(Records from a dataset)
···
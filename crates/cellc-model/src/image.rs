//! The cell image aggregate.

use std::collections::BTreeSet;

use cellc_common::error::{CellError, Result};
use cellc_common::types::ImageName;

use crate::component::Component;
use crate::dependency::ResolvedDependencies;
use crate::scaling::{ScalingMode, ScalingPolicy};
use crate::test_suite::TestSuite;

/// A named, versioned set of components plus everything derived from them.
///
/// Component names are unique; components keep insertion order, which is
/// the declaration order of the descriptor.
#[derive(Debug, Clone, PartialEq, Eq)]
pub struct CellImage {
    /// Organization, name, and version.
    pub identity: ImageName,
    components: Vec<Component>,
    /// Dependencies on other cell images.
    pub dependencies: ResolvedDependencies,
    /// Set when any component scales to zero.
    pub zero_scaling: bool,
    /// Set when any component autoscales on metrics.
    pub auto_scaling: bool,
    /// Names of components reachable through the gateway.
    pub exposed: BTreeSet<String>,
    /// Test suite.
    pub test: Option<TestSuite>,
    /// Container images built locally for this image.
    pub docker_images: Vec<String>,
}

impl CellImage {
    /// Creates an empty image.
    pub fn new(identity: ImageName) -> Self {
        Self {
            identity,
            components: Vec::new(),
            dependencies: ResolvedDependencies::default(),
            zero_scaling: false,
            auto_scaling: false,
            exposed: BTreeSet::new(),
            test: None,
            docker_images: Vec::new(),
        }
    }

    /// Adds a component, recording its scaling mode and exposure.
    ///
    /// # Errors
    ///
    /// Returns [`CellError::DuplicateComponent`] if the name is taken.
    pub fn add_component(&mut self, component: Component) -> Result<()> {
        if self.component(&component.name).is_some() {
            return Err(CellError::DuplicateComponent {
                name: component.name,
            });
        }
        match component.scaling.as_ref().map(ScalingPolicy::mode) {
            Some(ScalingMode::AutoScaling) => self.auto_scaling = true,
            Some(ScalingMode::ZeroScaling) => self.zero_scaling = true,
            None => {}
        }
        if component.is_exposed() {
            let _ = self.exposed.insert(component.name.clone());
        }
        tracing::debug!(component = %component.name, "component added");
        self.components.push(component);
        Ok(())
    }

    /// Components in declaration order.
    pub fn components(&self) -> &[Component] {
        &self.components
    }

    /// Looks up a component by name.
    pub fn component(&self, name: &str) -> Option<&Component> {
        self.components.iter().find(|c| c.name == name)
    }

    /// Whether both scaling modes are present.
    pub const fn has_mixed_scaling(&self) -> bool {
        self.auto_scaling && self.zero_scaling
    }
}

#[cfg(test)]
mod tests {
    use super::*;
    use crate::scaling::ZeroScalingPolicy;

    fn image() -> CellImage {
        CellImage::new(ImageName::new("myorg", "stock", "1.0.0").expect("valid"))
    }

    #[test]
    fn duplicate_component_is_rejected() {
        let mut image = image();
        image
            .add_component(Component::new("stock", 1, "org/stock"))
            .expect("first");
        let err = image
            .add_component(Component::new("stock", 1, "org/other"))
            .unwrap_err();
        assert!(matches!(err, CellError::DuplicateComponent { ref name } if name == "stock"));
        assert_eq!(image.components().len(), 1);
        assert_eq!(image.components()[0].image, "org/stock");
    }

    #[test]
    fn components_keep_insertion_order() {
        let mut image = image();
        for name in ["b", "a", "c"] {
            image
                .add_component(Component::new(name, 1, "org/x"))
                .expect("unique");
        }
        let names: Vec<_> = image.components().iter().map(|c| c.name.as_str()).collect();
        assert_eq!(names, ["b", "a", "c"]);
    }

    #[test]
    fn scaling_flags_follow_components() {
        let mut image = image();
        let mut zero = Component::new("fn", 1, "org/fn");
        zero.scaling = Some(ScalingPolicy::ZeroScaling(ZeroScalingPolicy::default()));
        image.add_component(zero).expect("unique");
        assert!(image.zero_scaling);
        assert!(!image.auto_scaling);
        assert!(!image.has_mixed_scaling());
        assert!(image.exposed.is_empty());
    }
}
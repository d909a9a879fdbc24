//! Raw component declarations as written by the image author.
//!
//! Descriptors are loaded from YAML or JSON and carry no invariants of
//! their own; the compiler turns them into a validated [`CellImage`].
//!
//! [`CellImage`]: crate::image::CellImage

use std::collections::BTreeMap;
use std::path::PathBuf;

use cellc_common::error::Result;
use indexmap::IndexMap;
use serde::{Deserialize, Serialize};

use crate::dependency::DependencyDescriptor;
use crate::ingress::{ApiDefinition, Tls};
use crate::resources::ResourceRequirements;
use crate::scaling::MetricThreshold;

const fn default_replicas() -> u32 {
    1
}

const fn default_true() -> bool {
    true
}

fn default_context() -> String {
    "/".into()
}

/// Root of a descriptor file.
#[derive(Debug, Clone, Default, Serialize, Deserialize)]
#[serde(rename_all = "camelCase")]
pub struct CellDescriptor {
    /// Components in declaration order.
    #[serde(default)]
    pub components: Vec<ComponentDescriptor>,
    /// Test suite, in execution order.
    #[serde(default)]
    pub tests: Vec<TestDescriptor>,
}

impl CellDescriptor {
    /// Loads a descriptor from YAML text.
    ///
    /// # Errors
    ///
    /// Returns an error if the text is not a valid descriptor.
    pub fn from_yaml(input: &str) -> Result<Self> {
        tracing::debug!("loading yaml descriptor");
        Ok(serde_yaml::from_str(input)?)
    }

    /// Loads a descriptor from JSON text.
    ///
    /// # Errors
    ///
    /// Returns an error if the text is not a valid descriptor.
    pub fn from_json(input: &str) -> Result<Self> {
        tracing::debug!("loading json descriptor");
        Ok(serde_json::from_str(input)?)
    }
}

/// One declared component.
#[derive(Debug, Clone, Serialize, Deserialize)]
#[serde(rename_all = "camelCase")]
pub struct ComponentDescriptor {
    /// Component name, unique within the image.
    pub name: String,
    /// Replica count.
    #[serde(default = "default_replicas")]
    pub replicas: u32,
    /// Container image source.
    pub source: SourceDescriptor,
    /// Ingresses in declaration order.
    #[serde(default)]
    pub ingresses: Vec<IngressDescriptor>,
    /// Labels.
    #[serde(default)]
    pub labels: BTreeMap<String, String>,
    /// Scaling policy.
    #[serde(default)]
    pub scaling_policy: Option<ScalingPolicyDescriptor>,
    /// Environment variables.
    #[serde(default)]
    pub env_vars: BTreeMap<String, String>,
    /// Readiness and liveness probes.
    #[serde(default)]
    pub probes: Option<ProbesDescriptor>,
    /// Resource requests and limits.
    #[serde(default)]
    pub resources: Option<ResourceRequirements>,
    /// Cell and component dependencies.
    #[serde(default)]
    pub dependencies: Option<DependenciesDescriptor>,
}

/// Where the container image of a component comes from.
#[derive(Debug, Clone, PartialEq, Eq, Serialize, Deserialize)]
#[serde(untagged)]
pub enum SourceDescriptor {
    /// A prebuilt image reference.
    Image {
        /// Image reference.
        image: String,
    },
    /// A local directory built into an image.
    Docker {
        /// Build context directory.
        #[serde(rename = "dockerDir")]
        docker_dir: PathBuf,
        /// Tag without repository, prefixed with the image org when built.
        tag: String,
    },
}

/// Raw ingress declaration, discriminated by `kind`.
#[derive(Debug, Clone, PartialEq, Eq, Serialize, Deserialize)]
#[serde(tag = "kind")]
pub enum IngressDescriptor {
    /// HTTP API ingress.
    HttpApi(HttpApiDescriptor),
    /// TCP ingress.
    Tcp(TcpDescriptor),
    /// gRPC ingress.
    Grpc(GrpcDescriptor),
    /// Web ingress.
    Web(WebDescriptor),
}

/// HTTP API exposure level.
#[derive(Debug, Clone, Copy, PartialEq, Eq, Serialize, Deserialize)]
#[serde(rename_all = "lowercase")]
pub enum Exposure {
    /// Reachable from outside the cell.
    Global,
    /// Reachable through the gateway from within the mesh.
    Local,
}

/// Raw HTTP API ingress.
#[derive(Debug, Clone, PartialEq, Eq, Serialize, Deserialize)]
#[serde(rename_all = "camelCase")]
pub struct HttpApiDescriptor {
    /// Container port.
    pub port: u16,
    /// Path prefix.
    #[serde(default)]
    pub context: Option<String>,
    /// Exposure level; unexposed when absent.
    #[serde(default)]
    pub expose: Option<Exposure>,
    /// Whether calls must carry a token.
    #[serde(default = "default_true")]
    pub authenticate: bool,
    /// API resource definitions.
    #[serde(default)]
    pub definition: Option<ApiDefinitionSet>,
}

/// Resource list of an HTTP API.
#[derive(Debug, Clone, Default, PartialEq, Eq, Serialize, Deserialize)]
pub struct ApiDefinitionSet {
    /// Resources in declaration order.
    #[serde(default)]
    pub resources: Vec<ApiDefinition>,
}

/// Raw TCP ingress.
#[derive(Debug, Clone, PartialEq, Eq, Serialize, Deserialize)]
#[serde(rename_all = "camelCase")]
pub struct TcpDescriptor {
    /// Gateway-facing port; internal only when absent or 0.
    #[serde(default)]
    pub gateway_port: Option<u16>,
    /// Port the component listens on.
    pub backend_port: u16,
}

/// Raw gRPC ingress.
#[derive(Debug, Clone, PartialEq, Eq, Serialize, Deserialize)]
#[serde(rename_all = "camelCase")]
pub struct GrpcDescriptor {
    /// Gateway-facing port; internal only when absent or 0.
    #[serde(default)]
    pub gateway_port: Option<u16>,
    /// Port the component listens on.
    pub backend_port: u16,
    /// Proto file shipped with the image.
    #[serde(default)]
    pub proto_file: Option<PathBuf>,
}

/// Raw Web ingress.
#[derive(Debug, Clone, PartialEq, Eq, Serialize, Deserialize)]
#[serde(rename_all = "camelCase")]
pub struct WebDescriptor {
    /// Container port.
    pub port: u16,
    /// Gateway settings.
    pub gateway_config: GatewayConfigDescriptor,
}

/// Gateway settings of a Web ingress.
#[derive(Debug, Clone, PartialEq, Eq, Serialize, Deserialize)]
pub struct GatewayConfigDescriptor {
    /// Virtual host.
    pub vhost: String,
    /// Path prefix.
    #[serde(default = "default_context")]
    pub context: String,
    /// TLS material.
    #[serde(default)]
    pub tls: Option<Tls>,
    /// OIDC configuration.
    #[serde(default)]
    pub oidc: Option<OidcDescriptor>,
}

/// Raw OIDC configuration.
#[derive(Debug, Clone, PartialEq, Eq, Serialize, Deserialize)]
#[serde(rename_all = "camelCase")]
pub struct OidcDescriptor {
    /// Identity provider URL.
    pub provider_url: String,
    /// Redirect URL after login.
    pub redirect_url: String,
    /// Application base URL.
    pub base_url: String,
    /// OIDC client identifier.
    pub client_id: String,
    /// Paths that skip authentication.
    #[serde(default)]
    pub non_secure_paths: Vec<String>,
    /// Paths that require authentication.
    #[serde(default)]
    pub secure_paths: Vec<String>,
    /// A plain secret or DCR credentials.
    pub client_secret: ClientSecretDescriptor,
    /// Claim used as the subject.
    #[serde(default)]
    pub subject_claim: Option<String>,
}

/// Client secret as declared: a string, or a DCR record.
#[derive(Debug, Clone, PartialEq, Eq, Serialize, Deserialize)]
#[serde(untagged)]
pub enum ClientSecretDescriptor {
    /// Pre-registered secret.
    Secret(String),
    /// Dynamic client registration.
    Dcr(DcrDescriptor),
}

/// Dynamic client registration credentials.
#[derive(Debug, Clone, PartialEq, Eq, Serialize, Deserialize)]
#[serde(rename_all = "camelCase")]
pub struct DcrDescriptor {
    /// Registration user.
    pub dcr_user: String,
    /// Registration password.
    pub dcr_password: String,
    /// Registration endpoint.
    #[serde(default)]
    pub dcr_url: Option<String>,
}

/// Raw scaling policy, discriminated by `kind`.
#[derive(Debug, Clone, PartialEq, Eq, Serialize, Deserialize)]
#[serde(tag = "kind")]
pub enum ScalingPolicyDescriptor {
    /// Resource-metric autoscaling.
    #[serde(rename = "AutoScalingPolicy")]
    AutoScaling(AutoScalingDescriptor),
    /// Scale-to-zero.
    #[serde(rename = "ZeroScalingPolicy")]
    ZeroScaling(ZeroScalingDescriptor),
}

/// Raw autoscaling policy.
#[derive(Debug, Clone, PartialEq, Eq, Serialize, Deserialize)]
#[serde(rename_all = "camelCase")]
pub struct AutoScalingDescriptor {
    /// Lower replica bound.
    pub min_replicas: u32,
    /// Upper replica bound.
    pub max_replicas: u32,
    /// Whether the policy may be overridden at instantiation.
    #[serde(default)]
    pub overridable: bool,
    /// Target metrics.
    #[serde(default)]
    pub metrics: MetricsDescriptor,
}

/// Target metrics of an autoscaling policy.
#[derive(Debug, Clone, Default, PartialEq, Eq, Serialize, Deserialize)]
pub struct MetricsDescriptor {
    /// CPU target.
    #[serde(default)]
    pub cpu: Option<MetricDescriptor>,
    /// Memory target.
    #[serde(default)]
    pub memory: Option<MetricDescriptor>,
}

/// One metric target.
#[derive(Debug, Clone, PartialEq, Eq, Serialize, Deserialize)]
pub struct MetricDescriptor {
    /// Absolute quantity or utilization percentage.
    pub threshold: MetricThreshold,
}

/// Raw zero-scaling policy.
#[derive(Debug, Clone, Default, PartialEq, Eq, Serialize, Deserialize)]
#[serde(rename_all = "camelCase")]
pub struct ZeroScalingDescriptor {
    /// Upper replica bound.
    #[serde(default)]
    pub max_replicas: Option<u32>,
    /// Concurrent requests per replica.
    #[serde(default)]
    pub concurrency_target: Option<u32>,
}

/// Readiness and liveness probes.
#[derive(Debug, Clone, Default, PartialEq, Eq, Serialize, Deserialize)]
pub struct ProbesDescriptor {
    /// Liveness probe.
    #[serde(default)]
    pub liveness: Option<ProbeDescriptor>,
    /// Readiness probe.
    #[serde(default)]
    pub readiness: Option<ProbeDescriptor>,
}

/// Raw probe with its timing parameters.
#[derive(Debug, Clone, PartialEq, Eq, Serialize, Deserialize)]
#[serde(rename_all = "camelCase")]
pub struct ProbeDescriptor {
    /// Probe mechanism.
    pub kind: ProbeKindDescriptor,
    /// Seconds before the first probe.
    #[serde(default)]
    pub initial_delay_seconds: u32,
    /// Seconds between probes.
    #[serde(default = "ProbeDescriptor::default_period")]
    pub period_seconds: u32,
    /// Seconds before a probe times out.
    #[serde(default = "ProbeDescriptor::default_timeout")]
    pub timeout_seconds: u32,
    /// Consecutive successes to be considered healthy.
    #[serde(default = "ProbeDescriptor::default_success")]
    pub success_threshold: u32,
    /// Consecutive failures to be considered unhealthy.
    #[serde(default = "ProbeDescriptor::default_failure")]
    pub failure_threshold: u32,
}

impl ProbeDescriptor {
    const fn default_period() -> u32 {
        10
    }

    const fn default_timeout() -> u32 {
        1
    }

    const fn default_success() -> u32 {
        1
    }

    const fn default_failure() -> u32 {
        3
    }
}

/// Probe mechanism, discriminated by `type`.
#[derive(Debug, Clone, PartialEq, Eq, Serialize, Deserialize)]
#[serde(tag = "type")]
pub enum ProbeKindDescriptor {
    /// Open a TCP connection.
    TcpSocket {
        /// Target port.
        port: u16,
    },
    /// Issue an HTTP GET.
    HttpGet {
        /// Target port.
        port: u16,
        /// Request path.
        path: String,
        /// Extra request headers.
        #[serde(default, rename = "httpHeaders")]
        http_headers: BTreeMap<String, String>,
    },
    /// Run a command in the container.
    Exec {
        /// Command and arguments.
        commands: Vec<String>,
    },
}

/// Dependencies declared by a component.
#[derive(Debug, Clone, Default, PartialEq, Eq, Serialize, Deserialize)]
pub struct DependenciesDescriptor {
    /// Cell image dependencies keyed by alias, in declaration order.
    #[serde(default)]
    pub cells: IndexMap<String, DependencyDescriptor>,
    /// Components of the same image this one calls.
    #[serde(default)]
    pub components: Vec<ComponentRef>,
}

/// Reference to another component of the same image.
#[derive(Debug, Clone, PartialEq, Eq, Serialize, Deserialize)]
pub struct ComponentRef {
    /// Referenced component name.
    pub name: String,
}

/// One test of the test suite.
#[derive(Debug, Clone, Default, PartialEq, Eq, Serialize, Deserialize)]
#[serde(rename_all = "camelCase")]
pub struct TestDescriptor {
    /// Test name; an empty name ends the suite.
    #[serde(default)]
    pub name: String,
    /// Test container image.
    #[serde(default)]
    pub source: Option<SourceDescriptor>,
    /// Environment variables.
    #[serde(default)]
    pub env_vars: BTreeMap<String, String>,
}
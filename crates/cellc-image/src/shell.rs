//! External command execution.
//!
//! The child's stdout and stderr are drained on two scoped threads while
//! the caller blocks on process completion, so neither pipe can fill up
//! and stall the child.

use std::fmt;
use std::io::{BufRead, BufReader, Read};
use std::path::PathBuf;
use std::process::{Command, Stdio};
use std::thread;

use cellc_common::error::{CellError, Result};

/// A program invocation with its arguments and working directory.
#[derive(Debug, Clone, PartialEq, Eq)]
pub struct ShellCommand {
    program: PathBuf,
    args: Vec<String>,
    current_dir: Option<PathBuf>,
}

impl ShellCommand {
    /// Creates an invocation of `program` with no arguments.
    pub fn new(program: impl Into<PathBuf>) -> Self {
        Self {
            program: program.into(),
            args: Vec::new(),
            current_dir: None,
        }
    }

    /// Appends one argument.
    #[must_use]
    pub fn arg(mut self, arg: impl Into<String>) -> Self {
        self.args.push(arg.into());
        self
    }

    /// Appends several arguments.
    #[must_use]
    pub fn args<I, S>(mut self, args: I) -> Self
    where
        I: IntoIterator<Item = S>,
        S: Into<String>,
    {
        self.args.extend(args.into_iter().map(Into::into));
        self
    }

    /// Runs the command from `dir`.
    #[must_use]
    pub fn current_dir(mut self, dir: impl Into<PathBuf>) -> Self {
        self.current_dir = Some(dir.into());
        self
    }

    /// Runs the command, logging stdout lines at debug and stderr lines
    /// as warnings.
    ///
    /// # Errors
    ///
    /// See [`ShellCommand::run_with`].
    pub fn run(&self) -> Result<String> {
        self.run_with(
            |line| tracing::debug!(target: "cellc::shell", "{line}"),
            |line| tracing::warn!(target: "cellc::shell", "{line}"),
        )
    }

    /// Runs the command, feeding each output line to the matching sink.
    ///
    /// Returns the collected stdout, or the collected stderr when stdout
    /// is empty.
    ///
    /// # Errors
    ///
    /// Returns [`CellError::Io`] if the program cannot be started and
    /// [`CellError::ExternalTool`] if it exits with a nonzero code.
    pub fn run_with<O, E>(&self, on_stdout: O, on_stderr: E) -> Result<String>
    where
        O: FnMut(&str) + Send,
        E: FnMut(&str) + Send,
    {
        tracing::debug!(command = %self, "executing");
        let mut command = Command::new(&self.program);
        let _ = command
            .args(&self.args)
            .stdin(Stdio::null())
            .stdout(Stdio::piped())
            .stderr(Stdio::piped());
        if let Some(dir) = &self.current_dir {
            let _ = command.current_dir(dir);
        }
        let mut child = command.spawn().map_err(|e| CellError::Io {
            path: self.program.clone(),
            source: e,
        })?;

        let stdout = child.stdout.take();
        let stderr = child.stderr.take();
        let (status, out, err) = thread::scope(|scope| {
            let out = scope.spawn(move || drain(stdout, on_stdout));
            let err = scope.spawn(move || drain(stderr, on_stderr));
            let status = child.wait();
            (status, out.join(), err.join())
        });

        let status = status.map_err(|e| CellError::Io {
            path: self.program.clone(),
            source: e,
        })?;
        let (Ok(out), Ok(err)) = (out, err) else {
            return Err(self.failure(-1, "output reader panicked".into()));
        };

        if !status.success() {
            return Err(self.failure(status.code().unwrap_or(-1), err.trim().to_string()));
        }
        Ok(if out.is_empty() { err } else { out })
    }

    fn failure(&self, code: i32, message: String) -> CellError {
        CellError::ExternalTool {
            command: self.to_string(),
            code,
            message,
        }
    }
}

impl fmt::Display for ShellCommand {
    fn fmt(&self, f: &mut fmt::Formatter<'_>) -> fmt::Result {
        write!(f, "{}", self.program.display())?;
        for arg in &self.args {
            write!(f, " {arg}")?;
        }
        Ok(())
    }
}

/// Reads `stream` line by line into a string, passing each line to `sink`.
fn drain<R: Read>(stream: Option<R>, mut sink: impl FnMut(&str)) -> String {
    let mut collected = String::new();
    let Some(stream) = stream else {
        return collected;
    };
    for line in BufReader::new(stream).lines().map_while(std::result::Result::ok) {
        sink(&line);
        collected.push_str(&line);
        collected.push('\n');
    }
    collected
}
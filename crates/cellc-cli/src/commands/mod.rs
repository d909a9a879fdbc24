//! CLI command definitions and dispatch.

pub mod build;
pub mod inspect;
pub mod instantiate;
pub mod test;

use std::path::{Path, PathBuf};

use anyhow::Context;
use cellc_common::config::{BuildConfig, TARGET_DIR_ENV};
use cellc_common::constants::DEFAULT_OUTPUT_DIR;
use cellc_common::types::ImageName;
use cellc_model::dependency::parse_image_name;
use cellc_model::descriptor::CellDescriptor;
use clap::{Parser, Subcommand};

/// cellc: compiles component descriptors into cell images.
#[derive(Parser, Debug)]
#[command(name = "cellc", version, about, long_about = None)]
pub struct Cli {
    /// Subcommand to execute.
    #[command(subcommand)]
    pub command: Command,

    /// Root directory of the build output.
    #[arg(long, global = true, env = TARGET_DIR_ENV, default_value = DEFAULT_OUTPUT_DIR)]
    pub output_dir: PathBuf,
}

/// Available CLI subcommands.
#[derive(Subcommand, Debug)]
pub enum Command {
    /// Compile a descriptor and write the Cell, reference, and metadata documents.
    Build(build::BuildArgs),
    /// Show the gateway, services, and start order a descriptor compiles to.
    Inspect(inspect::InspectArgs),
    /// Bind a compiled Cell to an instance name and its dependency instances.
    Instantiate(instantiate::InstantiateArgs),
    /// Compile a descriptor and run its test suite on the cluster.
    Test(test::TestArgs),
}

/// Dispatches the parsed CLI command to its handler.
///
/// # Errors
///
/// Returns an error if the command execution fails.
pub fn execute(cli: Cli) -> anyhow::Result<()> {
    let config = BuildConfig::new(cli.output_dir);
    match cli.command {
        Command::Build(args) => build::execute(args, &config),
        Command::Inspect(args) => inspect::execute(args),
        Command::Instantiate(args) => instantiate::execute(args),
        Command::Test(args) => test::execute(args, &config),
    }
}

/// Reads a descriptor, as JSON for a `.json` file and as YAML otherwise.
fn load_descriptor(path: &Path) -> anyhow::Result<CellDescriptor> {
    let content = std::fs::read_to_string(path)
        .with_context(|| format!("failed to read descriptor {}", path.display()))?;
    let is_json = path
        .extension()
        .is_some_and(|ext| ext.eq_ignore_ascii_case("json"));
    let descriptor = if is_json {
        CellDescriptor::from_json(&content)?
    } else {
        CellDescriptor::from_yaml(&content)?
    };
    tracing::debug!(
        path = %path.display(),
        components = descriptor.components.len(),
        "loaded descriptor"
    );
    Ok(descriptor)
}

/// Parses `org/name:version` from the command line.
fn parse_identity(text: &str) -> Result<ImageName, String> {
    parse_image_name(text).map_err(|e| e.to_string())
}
···
▸ **EXERCISE BRIEF**: Take the lines from the start of the records through the line holding "of the descriptor.", both included, and please print them exactly, with nothing else.

▸ **FINISHED EXERCISE**:
filename crates/cellc-model/src/image.rs
//! The cell image aggregate.

use std::collections::BTreeSet;

use cellc_common::error::{CellError, Result};
use cellc_common::types::ImageName;

use crate::component::Component;
use crate::dependency::ResolvedDependencies;
use crate::scaling::{ScalingMode, ScalingPolicy};
use crate::test_suite::TestSuite;

/// A named, versioned set of components plus everything derived from them.
///
/// Component names are unique; components keep insertion order, which is
/// the declaration order of the descriptor.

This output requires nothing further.